** The data follows **

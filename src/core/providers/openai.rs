//! OpenAI-dialect translator.
//!
//! Translation logic lives in [`super::openai_compat`], shared with the
//! xAI and local adapters, which all speak the same
//! `/v1/chat/completions` wire format (Open Question 1 in `DESIGN.md`).

use async_trait::async_trait;
use futures::stream::BoxStream;
use serde_json::json;

use crate::core::types::{ChatResponse, ChatStreamEvent, ModelCapabilities};

use super::openai_compat::{
    classify_http_error, handle_response, sse_frames, stream_events, transform_request,
    transform_response, transport_error,
};
use super::{ProviderAdapter, ProviderError};

const DEFAULT_BASE_URL: &str = "https://api.openai.com";

pub struct OpenAiAdapter {
    client: reqwest::Client,
    base_url: String,
    api_key: String,
    default_model: String,
}

impl OpenAiAdapter {
    pub fn new(api_key: String, base_url: Option<String>, default_model: String) -> Self {
        OpenAiAdapter {
            client: reqwest::Client::new(),
            base_url: base_url.unwrap_or_else(|| DEFAULT_BASE_URL.to_string()),
            api_key,
            default_model,
        }
    }
}

#[async_trait]
impl ProviderAdapter for OpenAiAdapter {
    fn name(&self) -> &str {
        "openai"
    }

    async fn chat(&self, request: &crate::core::types::ChatRequest) -> Result<ChatResponse, ProviderError> {
        let body = transform_request(request);
        let response = self
            .client
            .post(format!("{}/v1/chat/completions", self.base_url))
            .bearer_auth(&self.api_key)
            .json(&body)
            .send()
            .await
            .map_err(|e| transport_error("openai", &e))?;
        let body = handle_response("openai", response).await?;
        Ok(transform_response("openai", body, uuid::Uuid::new_v4().to_string(), &self.default_model))
    }

    async fn chat_stream(
        &self,
        request: &crate::core::types::ChatRequest,
    ) -> Result<BoxStream<'static, Result<ChatStreamEvent, ProviderError>>, ProviderError> {
        let mut body = transform_request(request);
        body["stream"] = json!(true);
        body["stream_options"] = json!({ "include_usage": true });

        let response = self
            .client
            .post(format!("{}/v1/chat/completions", self.base_url))
            .bearer_auth(&self.api_key)
            .json(&body)
            .send()
            .await
            .map_err(|e| transport_error("openai", &e))?;

        if !response.status().is_success() {
            let status = response.status();
            let text = response.text().await.unwrap_or_default();
            return Err(classify_http_error("openai", status, &text));
        }

        let frames = sse_frames("openai", response.bytes_stream());
        Ok(stream_events(request.model.clone(), frames))
    }

    fn models(&self) -> Vec<ModelCapabilities> {
        vec![
            ModelCapabilities {
                model: "gpt-4o".to_string(),
                provider: "openai".to_string(),
                display_name: "GPT-4o".to_string(),
                context_window: 128_000,
                max_output_tokens: Some(16_384),
                supports_tools: true,
                supports_vision: true,
                supports_streaming: true,
                supports_json_mode: true,
                supports_thinking: false,
                supports_embeddings: false,
                input_cost_per_million: Some(2.5),
                output_cost_per_million: Some(10.0),
                categories: vec!["balanced".to_string()],
            },
            ModelCapabilities {
                model: "gpt-4o-mini".to_string(),
                provider: "openai".to_string(),
                display_name: "GPT-4o mini".to_string(),
                context_window: 128_000,
                max_output_tokens: Some(16_384),
                supports_tools: true,
                supports_vision: true,
                supports_streaming: true,
                supports_json_mode: true,
                supports_thinking: false,
                supports_embeddings: false,
                input_cost_per_million: Some(0.15),
                output_cost_per_million: Some(0.6),
                categories: vec!["fast".to_string()],
            },
            ModelCapabilities {
                model: "o1".to_string(),
                provider: "openai".to_string(),
                display_name: "o1".to_string(),
                context_window: 200_000,
                max_output_tokens: Some(100_000),
                supports_tools: true,
                supports_vision: true,
                supports_streaming: true,
                supports_json_mode: false,
                supports_thinking: true,
                supports_embeddings: false,
                input_cost_per_million: Some(15.0),
                output_cost_per_million: Some(60.0),
                categories: vec!["reasoning".to_string()],
            },
        ]
    }

    fn default_model(&self) -> &str {
        &self.default_model
    }

    async fn embed(
        &self,
        request: &crate::core::types::EmbeddingRequest,
    ) -> Result<crate::core::types::EmbeddingResponse, ProviderError> {
        let body = json!({ "model": request.model, "input": request.input });
        let response = self
            .client
            .post(format!("{}/v1/embeddings", self.base_url))
            .bearer_auth(&self.api_key)
            .json(&body)
            .send()
            .await
            .map_err(|e| transport_error("openai", &e))?;
        let body = handle_response("openai", response).await?;
        let embeddings = body["data"]
            .as_array()
            .cloned()
            .unwrap_or_default()
            .into_iter()
            .enumerate()
            .map(|(index, item)| crate::core::types::Embedding {
                index,
                vector: item["embedding"]
                    .as_array()
                    .cloned()
                    .unwrap_or_default()
                    .iter()
                    .filter_map(|v| v.as_f64().map(|f| f as f32))
                    .collect(),
            })
            .collect();
        Ok(crate::core::types::EmbeddingResponse {
            embeddings,
            usage: crate::core::types::Usage {
                input_tokens: body["usage"]["prompt_tokens"].as_u64().unwrap_or(0) as u32,
                ..Default::default()
            },
        })
    }
}

#[cfg(test)]
mod tests {
    use super::*;
    use super::super::openai_compat::message_to_openai;
    use crate::core::types::Message;

    #[test]
    fn single_text_part_collapses_to_plain_string_content() {
        let value = message_to_openai(&Message::user("hello"));
        assert_eq!(value["content"], json!("hello"));
    }

    #[test]
    fn classifies_auth_error_as_401() {
        let err = classify_http_error("openai", reqwest::StatusCode::UNAUTHORIZED, r#"{"error":{"message":"bad key"}}"#);
        assert!(matches!(err, ProviderError::Authentication { .. }));
    }
}
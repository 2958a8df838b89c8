use serde::{Deserialize, Serialize};

/// Fallback ordering within the Router (spec §4.4): lower sorts first.
#[derive(Debug, Clone, Copy, PartialEq, Eq, PartialOrd, Ord, Serialize, Deserialize)]
#[serde(rename_all = "lowercase")]
pub enum ProviderPriority {
    Local = 0,
    Primary = 1,
    Secondary = 2,
    Tertiary = 3,
    Fallback = 4,
}

fn default_timeout_secs() -> u64 {
    60
}

fn default_enabled() -> bool {
    true
}

/// One upstream's connection details, following
/// `original_source/aratta/config.py::ProviderConfig`.
#[derive(Debug, Clone, Serialize, Deserialize)]
pub struct ProviderConfig {
    pub name: String,
    pub base_url: Option<String>,
    /// Name of the environment variable holding this provider's API key,
    /// resolved at startup — never the key itself (spec §6).
    pub api_key_env: String,
    pub default_model: String,
    pub priority: ProviderPriority,
    #[serde(default = "default_timeout_secs")]
    pub timeout_secs: u64,
    #[serde(default = "default_enabled")]
    pub enabled: bool,
}

impl ProviderConfig {
    pub fn api_key(&self) -> Option<String> {
        std::env::var(&self.api_key_env).ok()
    }
}
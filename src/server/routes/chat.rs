//! `POST /chat` and `POST /chat/stream` (spec §4.9).

use std::time::Instant;

use actix_web::http::header::{CACHE_CONTROL, CONTENT_TYPE};
use actix_web::{web, HttpResponse, Result as ActixResult};
use futures::StreamExt;
use tracing::{error, info};

use crate::core::types::{ChatRequest, ChatStreamEvent, FinishReason, Usage};
use crate::server::errors::gateway_error_to_response;
use crate::server::state::AppState;
use crate::utils::error::GatewayError;

pub async fn chat(state: web::Data<AppState>, request: web::Json<ChatRequest>) -> ActixResult<HttpResponse> {
    info!(model = %request.model, "chat request");
    let start = Instant::now();
    match state.router.chat(request.into_inner()).await {
        Ok(response) => {
            state.metrics.record_request(&response.lineage.provider, true, start.elapsed().as_millis() as u64);
            Ok(HttpResponse::Ok().json(response))
        }
        Err(error) => {
            error!(%error, "chat failed");
            if let GatewayError::Provider(provider_error) = &error {
                state.metrics.record_request(provider_error.provider(), false, start.elapsed().as_millis() as u64);
            }
            Ok(gateway_error_to_response(error))
        }
    }
}

pub async fn chat_stream(state: web::Data<AppState>, request: web::Json<ChatRequest>) -> ActixResult<HttpResponse> {
    let mut request = request.into_inner();
    request.stream = true;
    info!(model = %request.model, "streaming chat request");

    match state.router.chat_stream(request).await {
        Ok(mut stream) => {
            let body = async_stream::stream! {
                while let Some(event) = stream.next().await {
                    match event {
                        Ok(event) => {
                            let json = serde_json::to_string(&event).unwrap_or_default();
                            yield Ok::<_, actix_web::Error>(web::Bytes::from(format!("data: {json}\n\n")));
                            if matches!(event, ChatStreamEvent::Stop { .. }) {
                                yield Ok::<_, actix_web::Error>(web::Bytes::from("data: [DONE]\n\n"));
                            }
                        }
                        Err(error) => {
                            error!(%error, "stream error");
                            let stop = ChatStreamEvent::Stop { finish_reason: FinishReason::Error, usage: Usage::default() };
                            let json = serde_json::to_string(&stop).unwrap_or_default();
                            yield Ok::<_, actix_web::Error>(web::Bytes::from(format!("data: {json}\n\n")));
                            yield Ok::<_, actix_web::Error>(web::Bytes::from("data: [DONE]\n\n"));
                            break;
                        }
                    }
                }
            };
            Ok(HttpResponse::Ok()
                .insert_header((CONTENT_TYPE, "text/event-stream"))
                .insert_header((CACHE_CONTROL, "no-cache"))
                .insert_header(("Connection", "keep-alive"))
                .streaming(body))
        }
        Err(error) => {
            error!(%error, "failed to start stream");
            Ok(gateway_error_to_response(error))
        }
    }
}
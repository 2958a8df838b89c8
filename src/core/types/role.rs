use serde::{Deserialize, Serialize};

/// Who authored a message in a conversation.
#[derive(Debug, Clone, Copy, PartialEq, Eq, Serialize, Deserialize)]
#[serde(rename_all = "lowercase")]
pub enum Role {
    System,
    User,
    Assistant,
    Tool,
}

/// Why a model stopped generating.
#[derive(Debug, Clone, Copy, PartialEq, Eq, Serialize, Deserialize)]
#[serde(rename_all = "snake_case")]
pub enum FinishReason {
    Stop,
    Length,
    #[serde(rename = "tool_calls")]
    ToolUse,
    ContentFilter,
    Error,
}
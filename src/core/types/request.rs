use serde::{Deserialize, Serialize};

use super::message::Message;
use super::tool::{Tool, ToolChoice};

/// A chat completion request in the gateway's canonical dialect. Every
/// adapter's `transform_request` starts from this shape.
#[derive(Debug, Clone, Serialize, Deserialize)]
pub struct ChatRequest {
    /// Caller-facing model string, e.g. `"claude-3-5-sonnet"` or
    /// `"openai:gpt-4o"`. Resolved to a provider by the Model Resolver
    /// before an adapter ever sees it.
    pub model: String,
    pub messages: Vec<Message>,
    #[serde(default, skip_serializing_if = "Option::is_none")]
    pub system: Option<String>,
    #[serde(default)]
    pub max_tokens: Option<u32>,
    #[serde(default)]
    pub temperature: Option<f32>,
    #[serde(default, skip_serializing_if = "Vec::is_empty")]
    pub tools: Vec<Tool>,
    #[serde(default, skip_serializing_if = "Option::is_none")]
    pub tool_choice: Option<ToolChoice>,
    #[serde(default)]
    pub stream: bool,
    /// Extended-thinking token budget; `None` disables it. Mutually
    /// exclusive with a caller-set `temperature` on providers that require
    /// greedy decoding while reasoning (mirrored per-adapter, not here).
    #[serde(default, skip_serializing_if = "Option::is_none")]
    pub thinking_budget: Option<u32>,
}

/// An embedding request. Every adapter may reject this with
/// `ProviderError::UnsupportedOperation` (spec §4.2) — the canonical type
/// still exists so the Router has one shape to resolve against.
#[derive(Debug, Clone, Serialize, Deserialize)]
pub struct EmbeddingRequest {
    pub model: String,
    pub input: Vec<String>,
}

** End of The data **

§ **Problem requirements**: Search the material for the string "shape" and return each line that has it.

§ **Written solution**:
/// adapter's `transform_request` starts from this shape.
/// still exists so the Router has one shape to resolve against.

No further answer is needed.